Brett Tabke, founder of WebmasterWorld, created a thread at WebmasterWorld (1) placing the age of a domain a top five factor in Google rankings and (2) asking for hands on advice on what this exactly means. Here is Brett's post:
Most of us know that the age of a domain is one of the single most important criteria of the Google algo. I'd put it as a top ten - maybe top five - filter. It is a gate keeper. The real question to me is if that matters on a parked or doa domain? We have some domains 10years old this month that have never had sites on them. I am wondering if there is a default value there because of the age? Is it a pure whois thing? Or is a age of inbound links thing?

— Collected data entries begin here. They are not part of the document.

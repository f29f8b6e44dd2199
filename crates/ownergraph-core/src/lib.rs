//! ownergraph core library
//!
//! This crate builds a deduplicated ownership graph of companies and funds:
//! - Domain model (entities, ownership edges, merge law, resolution)
//! - Ingestion (recursive portfolio walk, investor discovery)
//! - Storage (SQLite graph store with migrations)
//! - Collaborators (annual reports, web search, LLM extraction)
//! - Configuration (TOML file plus environment)

pub mod config;
pub mod domain;
pub mod error;
pub mod infrastructure;
pub mod llm;
pub mod storage;

#[cfg(any(test, feature = "test-support"))]
pub mod testing;

pub use error::{Error, Result};

/// Re-export commonly used types
pub mod prelude {
    pub use crate::config::Config;
    pub use crate::domain::ownership::{
        Collaborators, Entity, EntityRole, IngestRequest, IngestionResult, IngestionService,
        IngestionSettings, OrgNumber, OwnershipEdge, OwnershipGraphRepository,
    };
    pub use crate::error::{Error, Result};
    pub use crate::infrastructure::ownership::SqliteOwnershipGraphRepository;
    pub use crate::storage::{Database, DatabaseConfig};
}
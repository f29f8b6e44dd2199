//! Error types for ownergraph

use thiserror::Error;

/// Result type alias using ownergraph's Error
pub type Result<T> = std::result::Result<T, Error>;

/// ownergraph error types with helpful messages and suggestions
#[derive(Error, Debug)]
pub enum Error {
    // Validation errors (E100-E199)
    #[error("Invalid organization number '{0}'. Expected 10 digits, e.g. 556043-4200.")]
    InvalidIdentifier(String),

    #[error("Entity '{0}' cannot own itself.")]
    SelfOwnership(String),

    #[error("Invalid input: {0}")]
    InvalidInput(String),

    // Resolution errors (E200-E299)
    #[error("Entity '{0}' not found. Run `ownergraph ingest {0} <NAME>` to create it.")]
    EntityNotFound(String),

    // Collaborator errors (E300-E399)
    #[error("{service} did not answer within {seconds} seconds")]
    CollaboratorTimeout { service: String, seconds: u64 },

    #[error("{service} is unavailable: {reason}")]
    CollaboratorUnavailable { service: String, reason: String },

    #[error("Network error: {0}. Check your internet connection.")]
    NetworkError(#[from] reqwest::Error),

    #[error("LLM API error: {0}")]
    LLMError(String),

    #[error("Rate limited. Waiting {0} seconds before retry.")]
    RateLimited(u64),

    #[error("API key not set. Export {0} or add it to .env.")]
    MissingApiKey(String),

    // Storage errors (E400-E499)
    #[error("Database error: {0}")]
    DatabaseError(#[from] sqlx::Error),

    #[error("Migration failed: {0}")]
    MigrationFailed(String),

    #[error("Serialization error: {0}")]
    SerializationError(#[from] serde_json::Error),

    #[error("Ingestion of '{entity_id}' aborted after {companies_processed} companies: {source}")]
    IngestionAborted {
        entity_id: String,
        companies_processed: usize,
        #[source]
        source: Box<Error>,
    },

    // Config errors (E500-E599)
    #[error("Configuration error: {0}")]
    ConfigError(String),

    // Generic errors
    #[error("{0}")]
    Other(String),

    #[error(transparent)]
    Io(#[from] std::io::Error),
}

impl Error {
    /// Get error code for this error type
    pub fn code(&self) -> &'static str {
        match self {
            Self::InvalidIdentifier(_) => "E100",
            Self::SelfOwnership(_) => "E101",
            Self::InvalidInput(_) => "E102",
            Self::EntityNotFound(_) => "E200",
            Self::CollaboratorTimeout { .. } => "E300",
            Self::CollaboratorUnavailable { .. } => "E301",
            Self::NetworkError(_) => "E302",
            Self::LLMError(_) => "E303",
            Self::RateLimited(_) => "E304",
            Self::MissingApiKey(_) => "E305",
            Self::DatabaseError(_) => "E400",
            Self::MigrationFailed(_) => "E401",
            Self::SerializationError(_) => "E402",
            Self::IngestionAborted { .. } => "E403",
            Self::ConfigError(_) => "E500",
            Self::Other(_) | Self::Io(_) => "E999",
        }
    }

    /// Get suggestion for how to fix this error
    pub fn suggestion(&self) -> Option<String> {
        match self {
            Self::InvalidIdentifier(_) => Some("ownergraph validate <ID>".to_string()),
            Self::EntityNotFound(id) => Some(format!("ownergraph ingest {} <NAME>", id)),
            Self::NetworkError(_) => Some("Check internet connection".to_string()),
            Self::MissingApiKey(var) => Some(format!("export {}=...", var)),
            Self::ConfigError(_) => Some("ownergraph config show".to_string()),
            Self::DatabaseError(_) | Self::MigrationFailed(_) => {
                Some("Check the --db path or remove a corrupt database file".to_string())
            }
            Self::IngestionAborted { entity_id, .. } => {
                Some(format!("Re-run `ownergraph ingest {}`; finished work is kept", entity_id))
            }
            _ => None,
        }
    }

    /// Whether this error comes from the graph store.
    ///
    /// Store failures are the only errors that abort an ingestion run.
    pub fn is_store_failure(&self) -> bool {
        match self {
            Self::DatabaseError(_) | Self::MigrationFailed(_) | Self::SerializationError(_) => true,
            Self::IngestionAborted { source, .. } => source.is_store_failure(),
            _ => false,
        }
    }
}

#[cfg(test)]
#[path = "error_tests.rs"]
mod tests;
#[async_trait]
impl OwnershipGraphRepository for SqliteOwnershipGraphRepository {
    // ========== Entity Operations ==========

    async fn get_entity(&self, id: &OrgNumber) -> Result<Option<Entity>> {
        let row: Option<EntityRow> = sqlx::query_as("SELECT * FROM entities WHERE entity_id = ?")
            .bind(id.as_str())
            .fetch_optional(&self.pool)
            .await?;

        row.map(EntityRow::into_entity).transpose()
    }

    async fn upsert_entity(&self, entity: &Entity) -> Result<()> {
        let attributes = entity.attributes.clone().shaped_for(entity.role());
        let alias_norms: BTreeSet<String> =
            attributes.aliases.iter().map(|a| normalize_name(a)).collect();

        sqlx::query(&upsert_entity_sql())
            .bind(entity.entity_id.as_str())
            .bind(&entity.name)
            .bind(normalize_name(&entity.name))
            .bind(name_key(&entity.name))
            .bind(entity.labels.company)
            .bind(entity.labels.fund)
            .bind(to_json(&attributes.aliases)?)
            .bind(to_json(&alias_norms)?)
            .bind(&attributes.description)
            .bind(&attributes.mission)
            .bind(&attributes.website)
            .bind(&attributes.investment_thesis)
            .bind(to_json(&attributes.sectors)?)
            .bind(to_json(&attributes.key_people)?)
            .bind(attributes.employee_count.map(i64::from))
            .bind(attributes.founded_year)
            .bind(&entity.country_code)
            .bind(to_json(&entity.portfolio)?)
            .bind(entity.created_at.to_rfc3339())
            .bind(entity.updated_at.to_rfc3339())
            .execute(&self.pool)
            .await?;

        debug!(entity_id = %entity.entity_id, name = %entity.name, "Entity upserted");
        Ok(())
    }

    async fn promote_to_fund(&self, id: &OrgNumber) -> Result<bool> {
        let result =
            sqlx::query("UPDATE entities SET is_fund = 1, updated_at = ? WHERE entity_id = ? AND is_fund = 0")
                .bind(Utc::now().to_rfc3339())
                .bind(id.as_str())
                .execute(&self.pool)
                .await?;

        let promoted = result.rows_affected() > 0;
        if promoted {
            info!(entity_id = %id, "Entity promoted to fund");
        }
        Ok(promoted)
    }

    async fn find_entity_by_name(
        &self,
        query: &NameQuery,
        strategy: MatchStrategy,
    ) -> Result<Option<Entity>> {
        // Substring steps also try the suffix-stripped query as ?2
        let (filter, value, stripped) = match strategy {
            MatchStrategy::ExactName => ("name_norm = ?1", &query.normalized, None),
            MatchStrategy::ExactStrippedName => ("name_key = ?1", &query.stripped, None),
            MatchStrategy::ExactAlias => (
                "EXISTS (SELECT 1 FROM json_each(entities.alias_norms) a WHERE a.value = ?1)",
                &query.normalized,
                None,
            ),
            MatchStrategy::NameContains => (
                "name_norm <> '' AND (instr(name_norm, ?1) > 0 OR instr(?1, name_norm) > 0 \
                 OR instr(name_norm, ?2) > 0 OR instr(?2, name_norm) > 0)",
                &query.normalized,
                Some(&query.stripped),
            ),
            MatchStrategy::AliasContains => (
                "EXISTS (SELECT 1 FROM json_each(entities.alias_norms) a \
                 WHERE a.value <> '' AND (instr(a.value, ?1) > 0 OR instr(?1, a.value) > 0 \
                 OR instr(a.value, ?2) > 0 OR instr(?2, a.value) > 0))",
                &query.normalized,
                Some(&query.stripped),
            ),
        };

        let sql = format!(
            "SELECT * FROM entities WHERE {} ORDER BY created_at, rowid LIMIT 1",
            filter
        );
        let mut statement = sqlx::query_as::<_, EntityRow>(&sql).bind(value);
        if let Some(stripped) = stripped {
            statement = statement.bind(stripped);
        }
        let row = statement.fetch_optional(&self.pool).await?;

        row.map(EntityRow::into_entity).transpose()
    }

    async fn list_entities(&self, role: Option<EntityRole>) -> Result<Vec<Entity>> {
        let rows: Vec<EntityRow> = match role {
            // Funds keep their company marker, so company listings include them
            Some(EntityRole::Company) => {
                sqlx::query_as("SELECT * FROM entities WHERE is_company = 1 ORDER BY name_norm")
                    .fetch_all(&self.pool)
                    .await?
            }
            Some(EntityRole::Fund) => {
                sqlx::query_as("SELECT * FROM entities WHERE is_fund = 1 ORDER BY name_norm")
                    .fetch_all(&self.pool)
                    .await?
            }
            None => {
                sqlx::query_as("SELECT * FROM entities ORDER BY name_norm")
                    .fetch_all(&self.pool)
                    .await?
            }
        };

        rows.into_iter().map(EntityRow::into_entity).collect()
    }

    // ========== Edge Operations ==========

    async fn upsert_edge(&self, edge: &OwnershipEdge) -> Result<()> {
        if edge.owner_id == edge.target_id {
            return Err(Error::SelfOwnership(edge.owner_id.to_string()));
        }

        sqlx::query(
            r#"
            INSERT INTO ownership_edges (
                owner_id, target_id, relation_type, share_percentage, created_at, updated_at
            ) VALUES (?, ?, ?, ?, ?, ?)
            ON CONFLICT(owner_id, target_id) DO UPDATE SET
                relation_type = excluded.relation_type,
                share_percentage = coalesce(excluded.share_percentage, ownership_edges.share_percentage),
                updated_at = excluded.updated_at
            "#,
        )
        .bind(edge.owner_id.as_str())
        .bind(edge.target_id.as_str())
        .bind(edge.relation_type.as_str())
        .bind(edge.share_percentage)
        .bind(edge.created_at.to_rfc3339())
        .bind(edge.updated_at.to_rfc3339())
        .execute(&self.pool)
        .await?;

        debug!(owner = %edge.owner_id, target = %edge.target_id, "Edge upserted");
        Ok(())
    }

    async fn get_edge(
        &self,
        owner_id: &OrgNumber,
        target_id: &OrgNumber,
    ) -> Result<Option<OwnershipEdge>> {
        let row: Option<EdgeRow> =
            sqlx::query_as("SELECT * FROM ownership_edges WHERE owner_id = ? AND target_id = ?")
                .bind(owner_id.as_str())
                .bind(target_id.as_str())
                .fetch_optional(&self.pool)
                .await?;

        row.map(EdgeRow::into_edge).transpose()
    }

    async fn list_edges(&self) -> Result<Vec<OwnershipEdge>> {
        let rows: Vec<EdgeRow> =
            sqlx::query_as("SELECT * FROM ownership_edges ORDER BY created_at, owner_id, target_id")
                .fetch_all(&self.pool)
                .await?;

        rows.into_iter().map(EdgeRow::into_edge).collect()
    }

    async fn list_owners(&self, id: &OrgNumber) -> Result<Vec<Holding>> {
        let rows: Vec<HoldingRow> = sqlx::query_as(&holding_sql("owner_id", "target_id"))
            .bind(id.as_str())
            .fetch_all(&self.pool)
            .await?;

        rows.into_iter().map(HoldingRow::into_holding).collect()
    }

    async fn list_holdings(&self, id: &OrgNumber) -> Result<Vec<Holding>> {
        let rows: Vec<HoldingRow> = sqlx::query_as(&holding_sql("target_id", "owner_id"))
            .bind(id.as_str())
            .fetch_all(&self.pool)
            .await?;

        rows.into_iter().map(HoldingRow::into_holding).collect()
    }

    async fn sync_portfolio(&self, id: &OrgNumber) -> Result<Vec<PortfolioItem>> {
        let row: Option<(String,)> = sqlx::query_as(
            r#"
            UPDATE entities SET
                portfolio = (
                    SELECT json_group_array(json(item)) FROM (
                        SELECT json_object(
                            'entity_id', t.entity_id,
                            'name', t.name,
                            'role', CASE WHEN t.is_fund = 1 THEN 'fund' ELSE 'company' END,
                            'ownership_pct', ed.share_percentage
                        ) AS item
                        FROM ownership_edges ed
                        JOIN entities t ON t.entity_id = ed.target_id
                        WHERE ed.owner_id = ?1
                        ORDER BY ed.created_at, ed.target_id
                    )
                ),
                updated_at = ?2
            WHERE entity_id = ?1
            RETURNING portfolio
            "#,
        )
        .bind(id.as_str())
        .bind(Utc::now().to_rfc3339())
        .fetch_optional(&self.pool)
        .await?;

        let (portfolio,) = row.ok_or_else(|| Error::EntityNotFound(id.to_string()))?;
        let items: Vec<PortfolioItem> = serde_json::from_str(&portfolio)?;
        debug!(entity_id = %id, holdings = items.len(), "Portfolio synced");
        Ok(items)
    }

    // ========== Graph Traversal ==========

    async fn network(&self, id: &OrgNumber, depth: u32) -> Result<OwnershipNetwork> {
        let depth = depth.clamp(1, MAX_NETWORK_DEPTH);

        let rows: Vec<NetworkRow> = sqlx::query_as(
            r#"
            WITH RECURSIVE reachable(entity_id, depth, path) AS (
                SELECT ?1, 0, ',' || ?1 || ','

                UNION ALL

                SELECT
                    CASE WHEN ed.owner_id = prev.entity_id THEN ed.target_id ELSE ed.owner_id END,
                    prev.depth + 1,
                    prev.path
                        || CASE WHEN ed.owner_id = prev.entity_id THEN ed.target_id ELSE ed.owner_id END
                        || ','
                FROM reachable prev
                JOIN ownership_edges ed
                    ON ed.owner_id = prev.entity_id OR ed.target_id = prev.entity_id
                WHERE prev.depth < ?2
                    AND instr(
                        prev.path,
                        ',' || CASE WHEN ed.owner_id = prev.entity_id
                                    THEN ed.target_id ELSE ed.owner_id END || ','
                    ) = 0
            )
            SELECT e.entity_id, e.name, e.is_fund, MIN(r.depth) AS distance
            FROM reachable r
            JOIN entities e ON e.entity_id = r.entity_id
            GROUP BY e.entity_id
            ORDER BY distance, e.name_norm
            LIMIT ?3
            "#,
        )
        .bind(id.as_str())
        .bind(depth)
        .bind(MAX_NETWORK_NODES)
        .fetch_all(&self.pool)
        .await?;

        if rows.is_empty() {
            return Ok(OwnershipNetwork::default());
        }

        let nodes = rows
            .into_iter()
            .map(NetworkRow::into_node)
            .collect::<Result<Vec<_>>>()?;

        let placeholders = vec!["?"; nodes.len()].join(", ");
        let sql = format!(
            "SELECT * FROM ownership_edges WHERE owner_id IN ({0}) AND target_id IN ({0}) \
             ORDER BY created_at, owner_id, target_id",
            placeholders
        );
        let mut query = sqlx::query_as::<_, EdgeRow>(&sql);
        for _ in 0..2 {
            for node in &nodes {
                query = query.bind(node.entity_id.as_str());
            }
        }
        let edges = query
            .fetch_all(&self.pool)
            .await?
            .into_iter()
            .map(EdgeRow::into_edge)
            .collect::<Result<Vec<_>>>()?;

        Ok(OwnershipNetwork { nodes, edges })
    }

    // ========== Statistics ==========

    async fn stats(&self) -> Result<OwnershipGraphStats> {
        let (total_entities, total_funds, total_edges, edges_with_share): (i64, i64, i64, i64) =
            sqlx::query_as(
                r#"
                SELECT
                    (SELECT COUNT(*) FROM entities),
                    (SELECT COUNT(*) FROM entities WHERE is_fund = 1),
                    (SELECT COUNT(*) FROM ownership_edges),
                    (SELECT COUNT(*) FROM ownership_edges WHERE share_percentage IS NOT NULL)
                "#,
            )
            .fetch_one(&self.pool)
            .await?;

        Ok(OwnershipGraphStats {
            total_entities: total_entities as u64,
            total_funds: total_funds as u64,
            total_edges: total_edges as u64,
            edges_with_share: edges_with_share as u64,
        })
    }
}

Now, here are some excerpts of responses to Brett's question:
I'm thinking that so many people own a warehouse of stockpiled domains for experiments and possible throw-aways that it can't be just a pure Whois thing. - Tedster
And likewise there are surely enough people who just threw up a blank index page (or even "Coming Soon") with a title that it can't be just age of domain...(or, if it is, there will be a rush of people searching for underconstruction.gif) - Stever
I think there is something to the domain age, but I think general history of the domain and pages and rate of change and ranking on similar terms means a LOT more. - BigDave
Those two are key factors. It is not just the age of the domain but also how long it has been in the index. I don't think parked domains count (much). Or do they?Another factor, WhoIs turnover. Has that domain exchanged hands once, twice, thrice?
Age of inbound links.
All sorts of stuff. This is a loaded question. ;)
-PageonResults
IMO whole "signals of quality" thing factors into the question of parked and dark domains. Right or wrong, we distinguish between the two kinds when it comes to potential for launching a new site. Based on our own experience/judgement/guesswork, if we think a newly acquired domain will be turned into a real site in the relatively near term, we do NOT allow the domain to resolve to a parked page.IMO, age of domain matters, age of inbounds matter, age of inbounds is factored by quality of inbounds and growth pattern of inbounds (which can produce positiveor negative influence), templates matter, content matters, page update patterns matter (and sitewide issues play a role here), IP's matter.
Food for thought:
-Caveman
Forum discussion at WebmasterWorld.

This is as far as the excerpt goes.